Nonfarm payrolls added 128,000 jobs in October, beating the 75,000 anticipated by a consensus of analysts.
The economy racked up the gains despite a six-week General Motors strike, which resulted in tens of thousands of workers temporarily out of work, further weakening an already depressed manufacturing sector.
The Bureau of Labor Statistics also revised payroll gains for August and September, adding 95,000 jobs to the healthy increases originally reported.
“Wow, a blowout JOBS number just out,” President Trump tweeted. “This is far greater than expectations. USA ROCKS!”
The report sent the Dow Jones Industrial Average up more than 250 points — or nearly 1 percent — with the S&P 500 and Nasdaq also posting gains around 1 percent.
Much of October’s employment upswing came from the leisure and hospitality industry, which added 61,000 jobs, followed by education and health services, which saw an uptick of 39,000 jobs.

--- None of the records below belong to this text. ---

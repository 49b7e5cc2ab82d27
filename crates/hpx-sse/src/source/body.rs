//! Response body shared between an [`EventSource`](super::EventSource) and
//! its background task, so dropping the source can release the connection
//! without waiting for the task to run.

use std::{
    fmt,
    pin::Pin,
    sync::{Arc, Mutex, MutexGuard},
    task::{Context, Poll},
};

use bytes::Bytes;
use futures_core::Stream;

use super::connect::ByteStream;
use crate::error::SseResult;

/// Holds the body of the current response, if any.
#[derive(Clone, Default)]
pub(super) struct SharedBody(Arc<Mutex<Option<ByteStream>>>);

impl SharedBody {
    fn lock(&self) -> MutexGuard<'_, Option<ByteStream>> {
        self.0.lock().unwrap_or_else(|e| e.into_inner())
    }

    /// Store `body` in the slot, returning a stream that reads through it.
    pub(super) fn install(&self, body: ByteStream) -> BodyReader {
        *self.lock() = Some(body);
        BodyReader { slot: self.clone() }
    }

    /// Drop the stored body. Returns `true` if there was one.
    pub(super) fn release(&self) -> bool {
        // Take first so the body is dropped outside the lock.
        let body = self.lock().take();
        body.is_some()
    }

    /// Returns `true` if a body is stored.
    pub(super) fn is_held(&self) -> bool {
        self.lock().is_some()
    }
}

impl fmt::Debug for SharedBody {
    fn fmt(&self, f: &mut fmt::Formatter<'_>) -> fmt::Result {
        f.debug_struct("SharedBody")
            .field("held", &self.is_held())
            .finish()
    }
}

/// Reads the body stored in a [`SharedBody`]. Ends once it is released.
pub(super) struct BodyReader {
    slot: SharedBody,
}

impl Stream for BodyReader {
    type Item = SseResult<Bytes>;

    fn poll_next(self: Pin<&mut Self>, cx: &mut Context<'_>) -> Poll<Option<Self::Item>> {
        match self.slot.lock().as_mut() {
            Some(body) => body.as_mut().poll_next(cx),
            None => Poll::Ready(None),
        }
    }
}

Manufacturing led the downside by shedding 36,000 workers. But even that sector would have posted a gain had it not been for the strike-related loss of 42,000 jobs in the auto industry.
“This broadly better-than-expected employment report adds a bold exclamation point to the Federal Reserve’s notion that it was probably right to stand down from its effort to reduce interest rates,” said Mark Hamrick, Bankrate.com senior economic analyst.
The Fed, which cut interest rates for the third time this year on Wednesday, signaled a hiatus to the easing cycle that began in July.
“We have to keep in mind here that we’re still in the longest period of economic expansion in US history, so a few dips here and there are certainly par for the course,” Steve Rick, Chief Economist at CUNA Mutual Group, told The Post. “Until we start seeing a more sustained month-to-month trend of weaker numbers, there’s little reason to be losing sleep over a mediocre jobs report.”
Despite the job gains, average hourly earnings rose a measly 0.2 percent in October — to $28.18 an hour. That kept the annual increase in wages at 3.0 percent, after peaking at 3.4 percent in February.
And the unemployment rate ticked up slightly from 3.5% to 3.6% in October, but remains near a five-decade low.
“The reality is skilled talent is hard to come by,” explained Becky Frankiewicz, president of North American at ManpowerGroup. “A multi-generational workforce is demanding more from their employers, and that doesn’t always mean pay.”
And while stable wages in a tight job market have economists believing inflation remains under control, CUNA’s Rick cautioned that a Goldilocks economy can’t last forever — especially when it’s vulnerable to trade tariffs and diminishing returns from the tax cut.
“Risks of higher inflation and an overheating economy are looming on the horizon,” he said. “These factors can push the economy into a recession, which I still don’t believe will come until at least the second half of 2020.”